[Stored data]
--*--
//! # geostore codec
//!
//! Positional binary codecs for the values stored in geostore lists and maps.
//!
//! Every codec implements [`DataType`], which measures, writes and reads a
//! value at an arbitrary position of a byte slice. Codecs come in two
//! flavours:
//!
//! - **fixed-size**: numbers, coordinates and pairs of fixed-size codecs.
//!   [`DataType::fixed_size`] returns the width.
//! - **variable-size**: strings, byte strings, lists and maps. The encoding
//!   starts with a 4-byte big-endian header holding the total size of the
//!   value, header included.
//!
//! All numbers are big-endian.
//!
//! ## Usage
//!
//! ```
//! use geostore_codec::{DataType, LongListDataType};
//!
//! let data_type = LongListDataType::default();
//! let refs = vec![10i64, 11, 12];
//!
//! let mut buf = vec![0u8; data_type.size(&refs)];
//! data_type.write(&mut buf, 0, &refs).unwrap();
//! assert_eq!(data_type.read(&buf, 0).unwrap(), refs);
//! ```

#![deny(unsafe_code)]
#![warn(missing_docs)]

mod data_type;
mod error;
mod geo;
mod list;
mod numeric;
mod text;

pub use data_type::{DataType, LENGTH_HEADER_SIZE};
pub use error::{CodecError, CodecResult};
pub use geo::{Coordinate, CoordinateDataType, LonLatDataType, LON_LAT_SCALE};
pub use list::{
    CoordinateArrayDataType, ListDataType, LongListDataType, MapDataType, PairDataType,
};
pub use numeric::{
    ByteDataType, DoubleDataType, FloatDataType, IntegerDataType, LongDataType, ShortDataType,
    SmallIntegerDataType, SmallLongDataType,
};
pub use text::{BytesDataType, StringDataType};
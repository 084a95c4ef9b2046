//! Load command implementation.

use crate::manifest::{CacheManifest, CliError, CliResult, COORDINATES};
use geostore_codec::{Coordinate, CoordinateDataType};
use geostore_core::{BatchWriter, CacheConfig, DataMap, ImportStats};
use parking_lot::Mutex;
use std::fs::File;
use std::io::{BufRead, BufReader};
use std::path::Path;
use tracing::{info, warn};

/// Loads `id lon lat` lines from `input` into the coordinate map of a cache.
///
/// Blank lines and lines starting with `#` are skipped.
pub fn run(config: &CacheConfig, input: &Path) -> CliResult<CacheManifest> {
    if !config.memory.is_persistent() {
        warn!(memory = ?config.memory, "cache will not survive this process");
    }

    let map = Mutex::new(config.dense_map(COORDINATES, CoordinateDataType)?);
    let stats = ImportStats::new();
    let reader = BufReader::new(File::open(input)?);

    let mut writer = BatchWriter::with_batch_size(&map, &stats, config.batch_size);
    for (number, line) in reader.lines().enumerate() {
        let line = line?;
        if let Some((id, coordinate)) = parse_line(&line, number + 1)? {
            writer.add(id, coordinate)?;
        }
    }
    writer.finish()?;

    let map = map.into_inner();
    let manifest = CacheManifest {
        config: config.clone(),
        coordinates: map.len(),
        stats: stats.snapshot(),
    };
    map.close()?;
    if config.memory.is_persistent() {
        manifest.write()?;
    }

    info!(
        entries = manifest.stats.entries_written,
        batches = manifest.stats.batches_flushed,
        high_water = manifest.coordinates,
        "loaded coordinates"
    );
    Ok(manifest)
}

/// Parses one input line.
pub fn parse_line(line: &str, number: usize) -> CliResult<Option<(i64, Coordinate)>> {
    let line = line.trim();
    if line.is_empty() || line.starts_with('#') {
        return Ok(None);
    }
    let error = |message: String| CliError::Parse {
        line: number,
        message,
    };

    let fields: Vec<&str> = line.split_whitespace().collect();
    let [id, lon, lat] = fields[..] else {
        return Err(error(format!("expected 3 fields, found {}", fields.len())));
    };
    let id = id
        .parse()
        .map_err(|e| error(format!("invalid id {id:?}: {e}")))?;
    let lon = lon
        .parse()
        .map_err(|e| error(format!("invalid longitude {lon:?}: {e}")))?;
    let lat = lat
        .parse()
        .map_err(|e| error(format!("invalid latitude {lat:?}: {e}")))?;
    Ok(Some((id, Coordinate::new(lon, lat))))
}
//! Append-ordered map with a chunked offset index.

use super::DataMap;
use crate::error::{CoreError, CoreResult};
use crate::list::DataList;
use geostore_codec::{DataType, LongDataType};
use std::collections::HashSet;
use tracing::debug;

/// Default bucket width: keys sharing `key >> 8` share a chunk.
pub const DEFAULT_CHUNK_SHIFT: u32 = 8;

/// A map whose keys arrive in ascending order.
///
/// Keys and values are appended to parallel lists. A third list holds, for
/// each chunk `key >> chunk_shift`, the index of the first key of that chunk,
/// so a lookup binary-searches only the keys of one chunk.
///
/// # Write order
///
/// `put` rejects a key smaller than the previous one with
/// [`CoreError::UnsortedKey`]. Repeating the previous key appends a duplicate;
/// lookups return the value inserted last.
///
/// # Deletion
///
/// Deleted keys are remembered in an in-heap set and hidden from lookups.
/// Putting a deleted key again revives it with the new value.
#[derive(Debug)]
pub struct SortedDataMap<D: DataType> {
    offsets: DataList<LongDataType>,
    keys: DataList<LongDataType>,
    values: DataList<D>,
    chunk_shift: u32,
    last_key: Option<i64>,
    live: u64,
    tombstones: HashSet<i64>,
}

impl<D: DataType> SortedDataMap<D> {
    /// Creates a map with the default chunk width.
    ///
    /// # Errors
    ///
    /// See [`SortedDataMap::with_chunk_shift`].
    pub fn new(
        offsets: DataList<LongDataType>,
        keys: DataList<LongDataType>,
        values: DataList<D>,
    ) -> CoreResult<Self> {
        Self::with_chunk_shift(offsets, keys, values, DEFAULT_CHUNK_SHIFT)
    }

    /// Creates a map whose chunks span `1 << chunk_shift` keys.
    ///
    /// Non-empty lists are resumed: the next key must not be smaller than
    /// the last stored one.
    ///
    /// # Errors
    ///
    /// Returns [`CoreError::InvalidLayout`] if `chunk_shift` is 64 or more,
    /// or if `keys` and `values` have different lengths.
    pub fn with_chunk_shift(
        offsets: DataList<LongDataType>,
        keys: DataList<LongDataType>,
        values: DataList<D>,
        chunk_shift: u32,
    ) -> CoreResult<Self> {
        if chunk_shift >= 64 {
            return Err(CoreError::invalid_layout(format!(
                "chunk shift {chunk_shift} exceeds the key width"
            )));
        }
        if keys.len() != values.len() {
            return Err(CoreError::invalid_layout(format!(
                "{} keys for {} values",
                keys.len(),
                values.len()
            )));
        }

        let mut last_key = None;
        let mut live = 0;
        for key in keys.iter() {
            let key = key?;
            if last_key != Some(key) {
                live += 1;
            }
            last_key = Some(key);
        }
        if live > 0 {
            debug!(entries = keys.len(), live, "resumed sorted map");
        }

        Ok(Self {
            offsets,
            keys,
            values,
            chunk_shift,
            last_key,
            live,
            tombstones: HashSet::new(),
        })
    }

    /// Returns the configured chunk shift.
    #[must_use]
    pub fn chunk_shift(&self) -> u32 {
        self.chunk_shift
    }

    /// Returns the number of chunks covered by the offset index.
    #[must_use]
    pub fn chunk_count(&self) -> u64 {
        self.offsets.len()
    }

    /// Returns the number of stored entries, duplicates and deleted keys included.
    #[must_use]
    pub fn entry_count(&self) -> u64 {
        self.keys.len()
    }

    fn append_key(&mut self, key: i64, chunk: u64, first: i64) -> CoreResult<()> {
        while self.offsets.len() <= chunk {
            self.offsets.add(&first)?;
        }
        self.keys.add(&key)?;
        Ok(())
    }

    fn chunk(&self, key: i64) -> u64 {
        (key as u64) >> self.chunk_shift
    }

    /// Returns the position of the last entry for `key`, if any.
    fn find(&self, key: i64) -> CoreResult<Option<u64>> {
        if key < 0 {
            return Ok(None);
        }
        let chunk = self.chunk(key);
        if chunk >= self.offsets.len() {
            return Ok(None);
        }
        let mut lo = offset(self.offsets.get(chunk)?)?;
        let end = if chunk + 1 < self.offsets.len() {
            offset(self.offsets.get(chunk + 1)?)?
        } else {
            self.keys.len()
        };

        // upper bound: first position in [lo, end) holding a larger key
        let start = lo;
        let mut hi = end;
        while lo < hi {
            let mid = lo + (hi - lo) / 2;
            if self.keys.get(mid)? <= key {
                lo = mid + 1;
            } else {
                hi = mid;
            }
        }
        if lo > start && self.keys.get(lo - 1)? == key {
            Ok(Some(lo - 1))
        } else {
            Ok(None)
        }
    }
}

impl<D: DataType> DataMap<D::Value> for SortedDataMap<D> {
    fn put(&mut self, key: i64, value: &D::Value) -> CoreResult<()> {
        if key < 0 {
            return Err(CoreError::InvalidKey {
                key,
                reason: "sorted maps chunk non-negative keys",
            });
        }
        if let Some(last) = self.last_key {
            if key < last {
                return Err(CoreError::UnsortedKey { key, last });
            }
        }

        let chunk = self.chunk(key);
        let entries = self.keys.len();
        let chunks = self.offsets.len();
        let first = i64::try_from(entries)
            .map_err(|_| CoreError::invalid_layout("key count exceeds i64"))?;

        // values first: a rejected value changes nothing
        self.values.add(value)?;
        if let Err(e) = self.append_key(key, chunk, first) {
            self.offsets.truncate(chunks)?;
            self.keys.truncate(entries)?;
            self.values.truncate(entries)?;
            return Err(e);
        }

        if self.tombstones.remove(&key) || self.last_key != Some(key) {
            self.live += 1;
        }
        self.last_key = Some(key);
        Ok(())
    }

    fn get(&self, key: i64) -> CoreResult<Option<D::Value>> {
        if self.tombstones.contains(&key) {
            return Ok(None);
        }
        match self.find(key)? {
            Some(position) => self.values.get(position).map(Some),
            None => Ok(None),
        }
    }

    fn contains_key(&self, key: i64) -> CoreResult<bool> {
        Ok(!self.tombstones.contains(&key) && self.find(key)?.is_some())
    }

    fn delete(&mut self, key: i64) -> CoreResult<bool> {
        if !self.contains_key(key)? {
            return Ok(false);
        }
        self.tombstones.insert(key);
        self.live -= 1;
        Ok(true)
    }

    /// The number of distinct live keys.
    fn len(&self) -> u64 {
        self.live
    }

    fn close(&self) -> CoreResult<()> {
        self.offsets.close()?;
        self.keys.close()?;
        self.values.close()
    }

    fn clean(&self) -> CoreResult<()> {
        self.offsets.clean()?;
        self.keys.clean()?;
        self.values.clean()
    }
}

/// Offsets are written from list lengths; a negative one means corruption.
fn offset(stored: i64) -> CoreResult<u64> {
    u64::try_from(stored)
        .map_err(|_| CoreError::invalid_layout(format!("negative chunk offset {stored}")))
}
--*--
● The task
Nothing but the lines above from the one containing "Load command implementation." through the one containing "let reader = BufReader::new(File::open(input)?);" should appear in the answer, each repeated exactly.

● Exercise response
//! Load command implementation.

use crate::manifest::{CacheManifest, CliError, CliResult, COORDINATES};
use geostore_codec::{Coordinate, CoordinateDataType};
use geostore_core::{BatchWriter, CacheConfig, DataMap, ImportStats};
use parking_lot::Mutex;
use std::fs::File;
use std::io::{BufRead, BufReader};
use std::path::Path;
use tracing::{info, warn};

/// Loads `id lon lat` lines from `input` into the coordinate map of a cache.
///
/// Blank lines and lines starting with `#` are skipped.
pub fn run(config: &CacheConfig, input: &Path) -> CliResult<CacheManifest> {
    if !config.memory.is_persistent() {
        warn!(memory = ?config.memory, "cache will not survive this process");
    }

    let map = Mutex::new(config.dense_map(COORDINATES, CoordinateDataType)?);
    let stats = ImportStats::new();
    let reader = BufReader::new(File::open(input)?);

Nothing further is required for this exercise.